PROVIDED INFORMATION: Begin
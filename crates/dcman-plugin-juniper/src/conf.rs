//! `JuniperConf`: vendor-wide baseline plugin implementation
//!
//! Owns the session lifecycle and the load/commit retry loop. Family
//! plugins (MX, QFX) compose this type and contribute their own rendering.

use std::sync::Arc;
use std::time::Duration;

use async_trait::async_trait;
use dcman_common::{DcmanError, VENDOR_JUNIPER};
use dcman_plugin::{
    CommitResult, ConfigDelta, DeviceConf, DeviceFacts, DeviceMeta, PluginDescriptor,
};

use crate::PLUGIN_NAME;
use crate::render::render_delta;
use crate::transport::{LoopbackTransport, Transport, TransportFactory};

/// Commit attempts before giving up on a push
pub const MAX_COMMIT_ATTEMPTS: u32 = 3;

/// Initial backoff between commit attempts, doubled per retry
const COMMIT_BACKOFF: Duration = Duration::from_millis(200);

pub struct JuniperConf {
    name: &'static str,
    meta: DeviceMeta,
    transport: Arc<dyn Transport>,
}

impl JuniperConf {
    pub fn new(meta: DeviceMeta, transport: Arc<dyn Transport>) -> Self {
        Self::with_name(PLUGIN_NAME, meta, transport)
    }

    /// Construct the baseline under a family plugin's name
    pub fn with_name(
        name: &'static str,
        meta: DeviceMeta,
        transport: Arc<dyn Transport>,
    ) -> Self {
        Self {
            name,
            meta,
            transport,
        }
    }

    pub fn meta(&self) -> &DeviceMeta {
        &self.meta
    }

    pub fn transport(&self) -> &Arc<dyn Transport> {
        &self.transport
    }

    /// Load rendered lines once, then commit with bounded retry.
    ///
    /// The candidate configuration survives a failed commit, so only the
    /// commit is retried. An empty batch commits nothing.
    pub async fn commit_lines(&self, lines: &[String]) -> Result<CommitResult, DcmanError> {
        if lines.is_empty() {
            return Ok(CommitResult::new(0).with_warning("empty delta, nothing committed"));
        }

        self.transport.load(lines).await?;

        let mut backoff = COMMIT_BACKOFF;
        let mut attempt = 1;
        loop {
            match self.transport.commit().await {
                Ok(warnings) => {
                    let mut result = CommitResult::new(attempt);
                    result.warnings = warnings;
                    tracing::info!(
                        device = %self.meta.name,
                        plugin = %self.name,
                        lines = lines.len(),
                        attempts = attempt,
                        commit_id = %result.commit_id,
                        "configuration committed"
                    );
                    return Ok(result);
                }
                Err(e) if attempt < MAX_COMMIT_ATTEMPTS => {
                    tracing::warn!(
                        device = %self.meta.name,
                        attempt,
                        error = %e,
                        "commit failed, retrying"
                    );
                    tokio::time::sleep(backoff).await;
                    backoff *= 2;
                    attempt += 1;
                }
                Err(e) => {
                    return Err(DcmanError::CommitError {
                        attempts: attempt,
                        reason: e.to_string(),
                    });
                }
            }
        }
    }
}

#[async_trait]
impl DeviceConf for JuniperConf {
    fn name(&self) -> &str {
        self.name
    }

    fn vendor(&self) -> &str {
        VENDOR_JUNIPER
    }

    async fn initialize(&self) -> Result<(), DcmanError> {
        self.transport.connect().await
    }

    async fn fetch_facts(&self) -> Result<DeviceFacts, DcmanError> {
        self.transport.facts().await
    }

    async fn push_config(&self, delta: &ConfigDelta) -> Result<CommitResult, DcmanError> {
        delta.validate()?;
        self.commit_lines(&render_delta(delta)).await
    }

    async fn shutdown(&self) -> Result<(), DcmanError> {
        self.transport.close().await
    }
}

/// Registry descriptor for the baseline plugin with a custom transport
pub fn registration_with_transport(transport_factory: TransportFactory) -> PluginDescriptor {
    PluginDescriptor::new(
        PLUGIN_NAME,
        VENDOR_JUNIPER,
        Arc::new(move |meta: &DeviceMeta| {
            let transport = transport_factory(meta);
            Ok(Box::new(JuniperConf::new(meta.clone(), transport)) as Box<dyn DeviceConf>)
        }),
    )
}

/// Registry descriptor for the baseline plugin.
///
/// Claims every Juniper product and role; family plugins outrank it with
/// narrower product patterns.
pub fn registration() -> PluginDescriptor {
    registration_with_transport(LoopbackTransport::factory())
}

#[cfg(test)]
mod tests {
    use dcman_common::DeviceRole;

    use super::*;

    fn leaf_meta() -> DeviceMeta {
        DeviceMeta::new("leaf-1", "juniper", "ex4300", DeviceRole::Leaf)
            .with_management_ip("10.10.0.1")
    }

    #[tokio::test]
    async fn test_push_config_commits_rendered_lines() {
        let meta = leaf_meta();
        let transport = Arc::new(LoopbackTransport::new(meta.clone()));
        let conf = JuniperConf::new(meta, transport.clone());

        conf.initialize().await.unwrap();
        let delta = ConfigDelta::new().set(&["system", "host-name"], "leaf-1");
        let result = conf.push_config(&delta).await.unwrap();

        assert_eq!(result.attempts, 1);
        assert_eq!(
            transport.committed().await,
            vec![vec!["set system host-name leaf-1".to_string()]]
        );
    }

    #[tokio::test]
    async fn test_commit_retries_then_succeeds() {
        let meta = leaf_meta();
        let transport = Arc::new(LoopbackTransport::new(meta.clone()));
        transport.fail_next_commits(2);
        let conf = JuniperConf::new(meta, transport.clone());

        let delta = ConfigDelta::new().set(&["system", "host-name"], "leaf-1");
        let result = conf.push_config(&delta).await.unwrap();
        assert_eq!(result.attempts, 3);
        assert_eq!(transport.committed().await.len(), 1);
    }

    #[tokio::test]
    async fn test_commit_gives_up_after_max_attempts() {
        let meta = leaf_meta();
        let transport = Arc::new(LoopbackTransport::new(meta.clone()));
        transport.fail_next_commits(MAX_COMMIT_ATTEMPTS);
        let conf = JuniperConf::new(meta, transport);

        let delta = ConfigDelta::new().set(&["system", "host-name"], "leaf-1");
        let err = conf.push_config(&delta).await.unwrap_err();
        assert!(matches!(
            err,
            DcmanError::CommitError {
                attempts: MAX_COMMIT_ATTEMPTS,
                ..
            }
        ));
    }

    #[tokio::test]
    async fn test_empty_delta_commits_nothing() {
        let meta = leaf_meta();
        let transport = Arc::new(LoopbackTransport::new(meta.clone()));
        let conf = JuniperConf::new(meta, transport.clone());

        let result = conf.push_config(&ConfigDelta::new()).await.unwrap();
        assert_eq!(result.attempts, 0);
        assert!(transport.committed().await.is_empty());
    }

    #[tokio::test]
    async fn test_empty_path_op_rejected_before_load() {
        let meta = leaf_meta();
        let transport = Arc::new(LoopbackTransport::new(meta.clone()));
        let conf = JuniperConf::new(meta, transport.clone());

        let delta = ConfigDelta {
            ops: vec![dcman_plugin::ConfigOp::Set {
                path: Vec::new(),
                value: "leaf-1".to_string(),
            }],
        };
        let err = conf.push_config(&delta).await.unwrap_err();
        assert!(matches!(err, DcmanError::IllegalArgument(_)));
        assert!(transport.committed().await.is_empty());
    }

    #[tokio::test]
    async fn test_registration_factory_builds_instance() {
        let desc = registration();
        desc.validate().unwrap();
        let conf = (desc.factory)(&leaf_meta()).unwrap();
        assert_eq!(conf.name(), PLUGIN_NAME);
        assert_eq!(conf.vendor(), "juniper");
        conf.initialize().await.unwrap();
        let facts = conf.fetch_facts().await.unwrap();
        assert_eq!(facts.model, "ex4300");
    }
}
PROVIDED INFORMATION: End
PROVIDED INFORMATION: Begin
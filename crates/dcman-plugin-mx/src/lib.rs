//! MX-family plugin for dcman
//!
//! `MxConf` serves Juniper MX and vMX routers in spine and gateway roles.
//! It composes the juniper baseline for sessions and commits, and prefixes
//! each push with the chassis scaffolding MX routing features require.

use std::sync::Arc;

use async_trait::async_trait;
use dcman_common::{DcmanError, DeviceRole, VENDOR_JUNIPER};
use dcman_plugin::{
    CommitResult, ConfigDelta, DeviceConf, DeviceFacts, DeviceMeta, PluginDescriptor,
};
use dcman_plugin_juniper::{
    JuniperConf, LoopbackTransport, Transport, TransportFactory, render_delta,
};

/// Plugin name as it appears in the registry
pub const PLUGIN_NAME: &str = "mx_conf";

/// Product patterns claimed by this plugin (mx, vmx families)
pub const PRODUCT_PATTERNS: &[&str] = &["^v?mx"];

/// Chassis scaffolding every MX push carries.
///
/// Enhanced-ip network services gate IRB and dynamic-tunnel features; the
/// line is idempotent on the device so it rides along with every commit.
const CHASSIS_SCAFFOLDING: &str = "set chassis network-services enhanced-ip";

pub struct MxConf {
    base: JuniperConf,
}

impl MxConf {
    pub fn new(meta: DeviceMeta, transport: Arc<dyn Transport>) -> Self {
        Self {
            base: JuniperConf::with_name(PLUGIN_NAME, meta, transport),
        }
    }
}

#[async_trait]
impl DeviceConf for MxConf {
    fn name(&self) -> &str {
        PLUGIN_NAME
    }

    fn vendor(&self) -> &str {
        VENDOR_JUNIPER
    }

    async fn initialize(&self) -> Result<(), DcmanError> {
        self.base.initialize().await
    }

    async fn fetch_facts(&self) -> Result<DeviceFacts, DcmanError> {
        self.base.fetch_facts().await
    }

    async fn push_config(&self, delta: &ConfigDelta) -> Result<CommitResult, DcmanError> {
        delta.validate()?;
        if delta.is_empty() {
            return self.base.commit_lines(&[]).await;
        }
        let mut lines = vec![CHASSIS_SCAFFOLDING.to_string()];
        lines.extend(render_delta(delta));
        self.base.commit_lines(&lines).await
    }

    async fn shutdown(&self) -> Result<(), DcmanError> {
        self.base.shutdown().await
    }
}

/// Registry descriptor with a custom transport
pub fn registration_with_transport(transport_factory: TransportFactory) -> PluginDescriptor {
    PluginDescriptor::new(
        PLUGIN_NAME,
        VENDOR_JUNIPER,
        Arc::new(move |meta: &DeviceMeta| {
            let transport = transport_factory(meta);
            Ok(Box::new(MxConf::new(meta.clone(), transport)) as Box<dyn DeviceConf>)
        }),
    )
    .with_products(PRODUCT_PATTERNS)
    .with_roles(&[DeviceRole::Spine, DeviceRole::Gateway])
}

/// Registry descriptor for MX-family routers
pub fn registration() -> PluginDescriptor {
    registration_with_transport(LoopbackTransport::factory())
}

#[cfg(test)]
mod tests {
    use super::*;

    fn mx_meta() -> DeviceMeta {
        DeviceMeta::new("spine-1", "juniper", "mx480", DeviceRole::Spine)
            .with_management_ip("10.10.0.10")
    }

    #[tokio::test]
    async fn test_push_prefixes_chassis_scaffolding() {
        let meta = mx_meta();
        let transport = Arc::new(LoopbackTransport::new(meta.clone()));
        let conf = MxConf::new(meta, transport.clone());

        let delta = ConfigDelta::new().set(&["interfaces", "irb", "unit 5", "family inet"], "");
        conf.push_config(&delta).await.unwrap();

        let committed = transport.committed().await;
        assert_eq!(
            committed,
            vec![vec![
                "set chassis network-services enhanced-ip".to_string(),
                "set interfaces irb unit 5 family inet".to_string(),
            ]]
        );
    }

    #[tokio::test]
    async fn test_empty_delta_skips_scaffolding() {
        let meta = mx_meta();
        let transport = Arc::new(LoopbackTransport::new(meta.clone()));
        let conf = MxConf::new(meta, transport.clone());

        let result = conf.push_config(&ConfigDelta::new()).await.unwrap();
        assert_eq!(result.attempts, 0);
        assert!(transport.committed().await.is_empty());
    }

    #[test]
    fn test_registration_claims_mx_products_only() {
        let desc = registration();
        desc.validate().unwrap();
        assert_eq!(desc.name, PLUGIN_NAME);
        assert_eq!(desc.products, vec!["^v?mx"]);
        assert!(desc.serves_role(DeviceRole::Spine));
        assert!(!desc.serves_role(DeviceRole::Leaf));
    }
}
PROVIDED INFORMATION: End
PROVIDED INFORMATION: Begin
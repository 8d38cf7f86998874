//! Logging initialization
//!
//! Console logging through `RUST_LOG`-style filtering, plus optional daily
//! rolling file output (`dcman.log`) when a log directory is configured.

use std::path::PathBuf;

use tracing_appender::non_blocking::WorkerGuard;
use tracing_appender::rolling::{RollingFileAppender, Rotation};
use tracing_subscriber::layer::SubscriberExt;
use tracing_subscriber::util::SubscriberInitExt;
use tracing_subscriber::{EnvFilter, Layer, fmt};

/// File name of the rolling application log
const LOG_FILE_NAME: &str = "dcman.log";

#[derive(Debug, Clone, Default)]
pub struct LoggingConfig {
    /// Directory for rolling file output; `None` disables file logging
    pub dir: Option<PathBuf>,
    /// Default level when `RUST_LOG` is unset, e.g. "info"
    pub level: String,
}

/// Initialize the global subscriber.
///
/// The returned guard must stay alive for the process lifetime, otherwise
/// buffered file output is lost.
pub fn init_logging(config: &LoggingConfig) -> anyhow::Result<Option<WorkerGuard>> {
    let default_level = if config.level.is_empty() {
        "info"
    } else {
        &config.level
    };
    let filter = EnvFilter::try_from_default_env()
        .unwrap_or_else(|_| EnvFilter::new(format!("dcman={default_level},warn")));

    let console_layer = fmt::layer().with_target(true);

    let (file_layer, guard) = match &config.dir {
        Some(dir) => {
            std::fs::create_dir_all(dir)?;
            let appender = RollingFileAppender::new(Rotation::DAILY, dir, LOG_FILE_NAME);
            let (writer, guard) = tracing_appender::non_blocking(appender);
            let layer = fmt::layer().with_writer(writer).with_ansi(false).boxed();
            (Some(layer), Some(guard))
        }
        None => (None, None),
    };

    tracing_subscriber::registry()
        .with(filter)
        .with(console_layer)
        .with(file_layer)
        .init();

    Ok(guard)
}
PROVIDED INFORMATION: End
> REQUIREMENT: Out of the entries, report each line that contains the word "RollingFileAppender".

> RESULT FOR THIS TASK:
use tracing_appender::rolling::{RollingFileAppender, Rotation};
            let appender = RollingFileAppender::new(Rotation::DAILY, dir, LOG_FILE_NAME);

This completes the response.